La Justicia Federal, a cargo del juez Martín Cormick, falló a favor de un amparo presentado por el Centro de Estudios Legales y Sociales (CELS) y declaró la nulidad del protocolo por considerar que la resolución ministerial carece de legitimidad legal y excede las competencias del Poder Ejecutivo. Según los denunciantes, la normativa impuesta por el Gobierno vulnera derechos constitucionales como la libertad de reunión y el derecho a peticionar.

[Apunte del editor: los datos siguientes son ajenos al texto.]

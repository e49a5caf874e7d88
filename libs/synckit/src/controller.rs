use std::sync::Arc;

use tracing::{debug, instrument, warn};

use crate::client::ResourceClient;
use crate::edit::{EditPhase, EditSession};
use crate::error::ClientError;
use crate::resource::Resource;
use crate::store::CollectionStore;

/// Single writer for one resource type: owns the collection store, the
/// edit session, and the remote client, and reconciles the store only
/// from confirmed remote responses.
///
/// Every mutation runs inside a `&mut self` method on one cooperative
/// task, so a submit completion always lands in the store before any
/// later read, and dropping the controller discards any result a
/// pending call would have applied.
pub struct ResourceController<T, C>
where
    T: Resource,
    C: ResourceClient<T>,
{
    client: Arc<C>,
    store: CollectionStore<T>,
    edit: EditSession<T, C::Draft>,
    /// Last non-fatal failure from a list or delete call, kept for a UI
    /// indicator. Cleared by the next successful refresh.
    last_error: Option<ClientError>,
}

impl<T, C> ResourceController<T, C>
where
    T: Resource,
    C: ResourceClient<T>,
{
    pub fn new(client: Arc<C>) -> Self {
        Self {
            client,
            store: CollectionStore::new(),
            edit: EditSession::new(),
            last_error: None,
        }
    }

    /// Fetch the full listing and replace the store with it. On failure
    /// the store keeps its prior contents and the error is recorded as
    /// a non-fatal indicator; there is no automatic retry.
    #[instrument(skip(self))]
    pub async fn refresh(&mut self) -> Result<(), ClientError> {
        match self.client.list().await {
            Ok(items) => {
                debug!(count = items.len(), "collection refreshed");
                self.store.load(items);
                self.last_error = None;
                Ok(())
            }
            Err(e) => {
                warn!(error = %e, "listing failed, keeping prior collection");
                self.last_error = Some(e.clone());
                Err(e)
            }
        }
    }

    pub fn open_for_create(&mut self) {
        self.edit.open_for_create();
    }

    /// Open an edit session over the stored item with identity `id`.
    /// Returns `false` when the id is not in the store (stale row).
    pub fn open_for_edit(&mut self, id: T::Id) -> bool {
        match self.store.get(id) {
            Some(item) => {
                // The session deep-copies; the store keeps ownership.
                let item = item.clone();
                self.edit.open_for_edit(&item);
                true
            }
            None => false,
        }
    }

    pub fn update_field(&mut self, field: <C::Draft as crate::edit::Draft<T>>::Field) {
        self.edit.update_field(field);
    }

    pub fn cancel(&mut self) {
        self.edit.cancel();
    }

    /// Resolve the open edit session against the remote source: create
    /// when no identity is attached, update otherwise. The store is
    /// mutated only after the call confirms; any failure sends the
    /// session back to composing with the draft intact.
    #[instrument(skip(self))]
    pub async fn submit(&mut self) -> Result<(), ClientError> {
        if self.edit.phase() != EditPhase::Composing {
            debug!("submit with no open edit session ignored");
            return Ok(());
        }
        let (draft, target) = self.edit.begin_submit()?;
        let outcome = match target {
            Some(id) => self.client.update(id, &draft).await,
            None => self.client.create(&draft).await,
        };
        match outcome {
            Ok(item) => {
                match target {
                    Some(id) => self.store.replace(id, item),
                    None => self.store.insert(item),
                }
                self.edit.resolve_ok();
                Ok(())
            }
            Err(e) => {
                warn!(error = %e, "submit failed, draft preserved");
                self.edit.resolve_err(e.clone());
                Err(e)
            }
        }
    }

    /// Delete `id` remotely, then drop it from the store. A remote
    /// not-found is recovered by a no-op: nothing is surfaced and the
    /// store keeps its contents until the next refresh.
    #[instrument(skip_all, fields(id = %id))]
    pub async fn remove(&mut self, id: T::Id) -> Result<(), ClientError> {
        match self.client.delete(id).await {
            Ok(()) => {
                self.store.remove(id);
                Ok(())
            }
            Err(e) if e.is_not_found() => {
                debug!(id = %id, "already absent upstream, nothing to delete");
                Ok(())
            }
            Err(e) => {
                warn!(error = %e, "delete failed, collection untouched");
                self.last_error = Some(e.clone());
                Err(e)
            }
        }
    }

    pub fn items(&self) -> &[T] {
        self.store.items()
    }

    pub fn store(&self) -> &CollectionStore<T> {
        &self.store
    }

    pub fn edit(&self) -> &EditSession<T, C::Draft> {
        &self.edit
    }

    pub fn phase(&self) -> EditPhase {
        self.edit.phase()
    }

    pub fn last_error(&self) -> Option<&ClientError> {
        self.last_error.as_ref()
    }
}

Desde el oficialismo argumentan que el Gobierno apelará en la Cámara Nacional de Apelaciones en lo Contencioso Administrativo Federal porque ve en el fallo un retroceso institucional que podría generar “caos y desorden” en la gestión del orden público. Monteoliva afirmó que sin esta herramienta las fuerzas de seguridad estarían limitadas para actuar frente a cortes de vías que afectan la circulación y la vida cotidiana.
El enfrentamiento político se profundiza porque sectores sociales y organizaciones de derechos humanos celebraron la decisión judicial, al considerarla un freno a lo que califican como una política de criminalización de la protesta social. En respuesta, el Gobierno replicó que el protocolo está respaldado ampliamente por la sociedad y que su apelación busca sostener lo que consideran una herramienta legítima y necesaria.
Mientras la controversia continúa, el Gobierno sostiene que la apelación es un paso clave para mantener su enfoque en materia de seguridad y garantizar la convivencia entre el ejercicio de derechos y el orden público, planteando un nuevo capítulo en la disputa entre las políticas de mano dura y las garantías constitucionales.